ELLIS Excellence Fellowship 2023_02

Project description

This task is about reconstructing particle trajectories in a particle physics experiment, e.g. in the ATLAS experiment at the Large Hadron Collider at CERN or in astroparticle experiments like the KM3NeT/Icecube experiments. This is one of the most important experimental algorithms in particle physics. So far, conventional algorithms have generally been used, but Deep Learning is likely to take over trajectory reconstruction in the future. However, the question arises: what is the best approach and algorithm for reconstructing these particles with neural networks?  Several approaches based on graph networks have been explored. We would like to try different approaches in this challenge, e.g., sequence to sequence / transformers (i.e., translating hits to tracks, see below).

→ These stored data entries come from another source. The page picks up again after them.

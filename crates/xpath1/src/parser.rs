//! A `nom`-based parser for the XPath 1.0 expression language.

use super::ast::*;
use crate::error::XPathError;
use nom::{
    IResult, Parser,
    branch::alt,
    bytes::complete::{tag, take_while, take_while1},
    character::complete::{char, digit0, digit1, multispace0, satisfy},
    combinator::{map, map_res, not, opt, peek, recognize},
    multi::{many0, separated_list0},
    sequence::{delimited, pair, preceded, terminated},
};

// --- Main Public Parser ---

pub fn parse_expression(input: &str) -> Result<Expression, XPathError> {
    match expression(input.trim()) {
        Ok(("", expr)) => Ok(expr),
        Ok((rem, _)) => Err(XPathError::Parse(
            input.to_string(),
            format!("Parser did not consume all input. Remainder: '{}'", rem),
        )),
        Err(e) => {
            log::debug!("failed to parse '{input}': {e}");
            Err(XPathError::Parse(input.to_string(), e.to_string()))
        }
    }
}

// --- Combinators & Helpers ---

fn ws<'a, F, O, E>(inner: F) -> impl Parser<&'a str, Output = O, Error = E>
where
    F: Parser<&'a str, Output = O, Error = E>,
    E: nom::error::ParseError<&'a str>,
{
    delimited(multispace0, inner, multispace0)
}

fn is_name_char(c: char) -> bool {
    c.is_alphanumeric() || c == '_' || c == '-' || c == '.'
}

// Word operators like `or` and `div` must not swallow the head of a
// name test such as `order`.
fn word<'a>(
    kw: &'static str,
) -> impl Parser<&'a str, Output = &'a str, Error = nom::error::Error<&'a str>> {
    terminated(tag(kw), not(satisfy(is_name_char)))
}

fn build_binary_expr_parser<'a, F, G>(
    sub_expr_parser: F,
    op_parser: G,
) -> impl FnMut(&'a str) -> IResult<&'a str, Expression>
where
    F: Parser<&'a str, Output = Expression, Error = nom::error::Error<&'a str>> + Clone,
    G: Parser<&'a str, Output = BinaryOperator, Error = nom::error::Error<&'a str>> + Clone,
{
    move |input: &str| {
        let (input, mut left) = sub_expr_parser.clone().parse(input)?;
        let (input, remainder) =
            many0(pair(ws(op_parser.clone()), sub_expr_parser.clone())).parse(input)?;

        for (op, right) in remainder {
            left = Expression::BinaryOp {
                left: Box::new(left),
                op,
                right: Box::new(right),
            };
        }
        Ok((input, left))
    }
}

// --- Expression Parsers (in order of precedence) ---

fn expression(input: &str) -> IResult<&str, Expression> {
    or_expr(input)
}

fn or_op(input: &str) -> IResult<&str, BinaryOperator> {
    map(word("or"), |_| BinaryOperator::Or).parse(input)
}

fn and_op(input: &str) -> IResult<&str, BinaryOperator> {
    map(word("and"), |_| BinaryOperator::And).parse(input)
}

fn or_expr(input: &str) -> IResult<&str, Expression> {
    build_binary_expr_parser(and_expr, or_op)(input)
}

fn and_expr(input: &str) -> IResult<&str, Expression> {
    build_binary_expr_parser(equality_expr, and_op)(input)
}

fn equality_op(input: &str) -> IResult<&str, BinaryOperator> {
    alt((
        map(tag("!="), |_| BinaryOperator::NotEquals),
        map(tag("="), |_| BinaryOperator::Equals),
    ))
    .parse(input)
}

// Expressions pasted out of XML attributes keep their entity forms, so
// `&lt;` and friends are accepted alongside the raw operators.
fn relational_op(input: &str) -> IResult<&str, BinaryOperator> {
    alt((
        map(tag("<="), |_| BinaryOperator::LessThanOrEqual),
        map(tag("&lt;="), |_| BinaryOperator::LessThanOrEqual),
        map(tag(">="), |_| BinaryOperator::GreaterThanOrEqual),
        map(tag("&gt;="), |_| BinaryOperator::GreaterThanOrEqual),
        map(tag("<"), |_| BinaryOperator::LessThan),
        map(tag("&lt;"), |_| BinaryOperator::LessThan),
        map(tag(">"), |_| BinaryOperator::GreaterThan),
        map(tag("&gt;"), |_| BinaryOperator::GreaterThan),
    ))
    .parse(input)
}

fn additive_op(input: &str) -> IResult<&str, BinaryOperator> {
    alt((
        map(char('+'), |_| BinaryOperator::Plus),
        map(char('-'), |_| BinaryOperator::Minus),
    ))
    .parse(input)
}

fn multiplicative_op(input: &str) -> IResult<&str, BinaryOperator> {
    alt((
        map(char('*'), |_| BinaryOperator::Multiply),
        map(word("div"), |_| BinaryOperator::Divide),
        map(word("mod"), |_| BinaryOperator::Modulo),
    ))
    .parse(input)
}

fn union_op(input: &str) -> IResult<&str, BinaryOperator> {
    map(char('|'), |_| BinaryOperator::Union).parse(input)
}

fn equality_expr(input: &str) -> IResult<&str, Expression> {
    build_binary_expr_parser(relational_expr, equality_op)(input)
}

fn relational_expr(input: &str) -> IResult<&str, Expression> {
    build_binary_expr_parser(additive_expr, relational_op)(input)
}

fn additive_expr(input: &str) -> IResult<&str, Expression> {
    build_binary_expr_parser(multiplicative_expr, additive_op)(input)
}

fn multiplicative_expr(input: &str) -> IResult<&str, Expression> {
    build_binary_expr_parser(unary_expr, multiplicative_op)(input)
}

fn unary_expr(input: &str) -> IResult<&str, Expression> {
    let (i, neg_op) = opt(ws(char('-'))).parse(input)?;
    let (i, expr) = union_expr(i)?;

    if neg_op.is_some() {
        Ok((i, Expression::Negate(Box::new(expr))))
    } else {
        Ok((i, expr))
    }
}

fn union_expr(input: &str) -> IResult<&str, Expression> {
    build_binary_expr_parser(path_expr, union_op)(input)
}

/// Tries primary expressions first: a function call like `position()`
/// must not be parsed as a step named `position` by the more general
/// location-path parser.
fn path_expr(input: &str) -> IResult<&str, Expression> {
    alt((primary_expr, map(location_path, Expression::LocationPath))).parse(input)
}

fn primary_expr(input: &str) -> IResult<&str, Expression> {
    ws(alt((
        map(number, Expression::Number),
        map(string_literal, Expression::Literal),
        function_call,
        delimited(ws(char('(')), expression, ws(char(')'))),
    )))
    .parse(input)
}

// --- Literal Parsers ---

// XPath 1.0 numbers: digits with an optional fraction, no exponent.
fn number(input: &str) -> IResult<&str, f64> {
    map_res(
        recognize(alt((
            recognize(pair(digit1, opt(pair(char('.'), digit0)))),
            recognize(pair(char('.'), digit1)),
        ))),
        str::parse,
    )
    .parse(input)
}

fn string_literal(input: &str) -> IResult<&str, String> {
    map(
        alt((
            delimited(char('\''), take_while(|c| c != '\''), char('\'')),
            delimited(char('"'), take_while(|c| c != '"'), char('"')),
        )),
        |s: &str| s.to_string(),
    )
    .parse(input)
}

// --- Name and NodeTest Parsers ---

fn nc_name(input: &str) -> IResult<&str, &str> {
    recognize(pair(
        take_while1(|c: char| c.is_alphabetic() || c == '_'),
        take_while(|c: char| c.is_alphanumeric() || c == '_' || c == '-' || c == '.'),
    ))
    .parse(input)
}

fn name_test(input: &str) -> IResult<&str, NodeTest> {
    map(
        pair(opt(terminated(nc_name, char(':'))), nc_name),
        |(prefix, local)| NodeTest::Name {
            prefix: prefix.map(str::to_string),
            local: local.to_string(),
        },
    )
    .parse(input)
}

fn node_type_test(input: &str) -> IResult<&str, NodeTest> {
    map(
        terminated(
            alt((tag("text"), tag("node"), tag("comment"))),
            pair(ws(char('(')), ws(char(')'))),
        ),
        |node_type: &str| match node_type {
            "text" => NodeTest::NodeType(NodeTypeTest::Text),
            "comment" => NodeTest::NodeType(NodeTypeTest::Comment),
            _ => NodeTest::NodeType(NodeTypeTest::Node),
        },
    )
    .parse(input)
}

fn node_test(input: &str) -> IResult<&str, NodeTest> {
    alt((
        map(tag("*"), |_| NodeTest::Wildcard),
        node_type_test,
        name_test,
    ))
    .parse(input)
}

// --- Path Parsers ---

fn axis(input: &str) -> IResult<&str, Axis> {
    map(
        pair(
            alt((
                tag("child"),
                tag("descendant-or-self"),
                tag("descendant"),
                tag("attribute"),
                tag("parent"),
                tag("ancestor"),
                tag("self"),
                tag("following-sibling"),
                tag("preceding-sibling"),
            )),
            tag("::"),
        ),
        |(axis_str, _)| match axis_str {
            "descendant-or-self" => Axis::DescendantOrSelf,
            "descendant" => Axis::Descendant,
            "attribute" => Axis::Attribute,
            "parent" => Axis::Parent,
            "ancestor" => Axis::Ancestor,
            "self" => Axis::SelfAxis,
            "following-sibling" => Axis::FollowingSibling,
            "preceding-sibling" => Axis::PrecedingSibling,
            _ => Axis::Child,
        },
    )
    .parse(input)
}

fn predicate(input: &str) -> IResult<&str, Expression> {
    delimited(ws(char('[')), expression, ws(char(']'))).parse(input)
}

fn step(input: &str) -> IResult<&str, Step> {
    let (i, (axis, node_test)) = alt((
        map(tag(".."), |_| {
            (Axis::Parent, NodeTest::NodeType(NodeTypeTest::Node))
        }),
        map(char('.'), |_| {
            (Axis::SelfAxis, NodeTest::NodeType(NodeTypeTest::Node))
        }),
        map(preceded(char('@'), node_test), |nt| (Axis::Attribute, nt)),
        map(pair(opt(axis), node_test), |(ax, nt)| {
            (ax.unwrap_or(Axis::Child), nt)
        }),
    ))
    .parse(input)?;
    let (i, predicates) = many0(predicate).parse(i)?;
    Ok((
        i,
        Step {
            axis,
            node_test,
            predicates,
        },
    ))
}

fn location_path(input: &str) -> IResult<&str, LocationPath> {
    let (i, (is_absolute, mut steps)) =
        if let Ok((rem, _)) = tag::<&str, &str, nom::error::Error<&str>>("//")(input) {
            let (rem, first) = preceded(multispace0, step).parse(rem)?;
            (
                rem,
                (
                    true,
                    vec![Step::any_node(Axis::DescendantOrSelf), first],
                ),
            )
        } else if let Ok((rem, _)) = tag::<&str, &str, nom::error::Error<&str>>("/")(input) {
            if let Ok((rem, first)) = preceded(multispace0, step).parse(rem) {
                (rem, (true, vec![first]))
            } else {
                // The path "/" alone selects the document root.
                (rem, (true, vec![]))
            }
        } else {
            let (rem, first) = step(input)?;
            (rem, (false, vec![first]))
        };

    // After the first step, subsequent steps must be preceded by / or //,
    // either of which may carry surrounding whitespace.
    let (i, remainder) = many0(pair(ws(alt((tag("//"), tag("/")))), step)).parse(i)?;

    for (sep, next_step) in remainder {
        if sep == "//" {
            steps.push(Step::any_node(Axis::DescendantOrSelf));
        }
        steps.push(next_step);
    }

    Ok((i, LocationPath { is_absolute, steps }))
}

// --- Function Call Parser ---

fn function_call(input: &str) -> IResult<&str, Expression> {
    // A function call is a name followed by '('. The lookahead avoids
    // parsing a plain step name (like `foo` in `foo/bar`) as a function.
    let (i, name) = nc_name(input)?;
    let (i, _) = peek(ws(char('('))).parse(i)?;

    // Node-type tests like text() are handled by the step parser.
    if name == "text" || name == "node" || name == "comment" {
        return Err(nom::Err::Error(nom::error::Error::new(
            input,
            nom::error::ErrorKind::Verify,
        )));
    }

    let (i, _) = multispace0(i)?;
    let (i, args) = delimited(
        char('('),
        separated_list0(ws(char(',')), expression),
        char(')'),
    )
    .parse(i)?;

    Ok((
        i,
        Expression::FunctionCall {
            name: name.to_string(),
            args,
        },
    ))
}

When particles collide in a particle detector, the collision creates a large number of secondary particles. These particles can travel through the detector and leave signals called "hits" as they interact with the detector material. The hits are recorded by various detector components such as track detectors.

By reconstructing the particle tracks from the detector hits (x,y,z coordinates), scientists can determine the properties of the particles, such as their momentum, charge, and type, which allows for further analysis and identification of specific particles such as Higgs bosons or other exotic particles. The process of track reconstruction plays a crucial role in deciphering the physics of particle collisions in experiments such as the Large Hadron Collider.

The process of reconstructing particle tracks from these detector hits is essential to understanding the paths and properties of the particles produced in the collision.  In summary, the main idea of this project is to develop a kind of TrackGPT that can translate hits into tracks (and perhaps vice versa). In a second step, we would measure the performance of this algorithm in terms of energy and speed and compare it with other approaches. Finally, we will work with a large company (not HAL) to see if we can apply the transformer architecture to specialized computing hardware (called neuromorphic computing).

The student involved in this project will be part of an interdisciplinary team comprising physicists, computer scientists, and industry partners. The project offers a unique opportunity to contribute to cutting-edge research at the intersection of particle physics and Deep Learning, with the potential for significant advancements in trajectory reconstruction and its practical applications.


Basic knowledge in deep learning, interest in physics, interest in large language models and transformers

How to apply

If you are interested in applying for this position please send your one page CV, motivation letter and a list of your obtained grades to: with the header containing the title and number of the project and your s-number.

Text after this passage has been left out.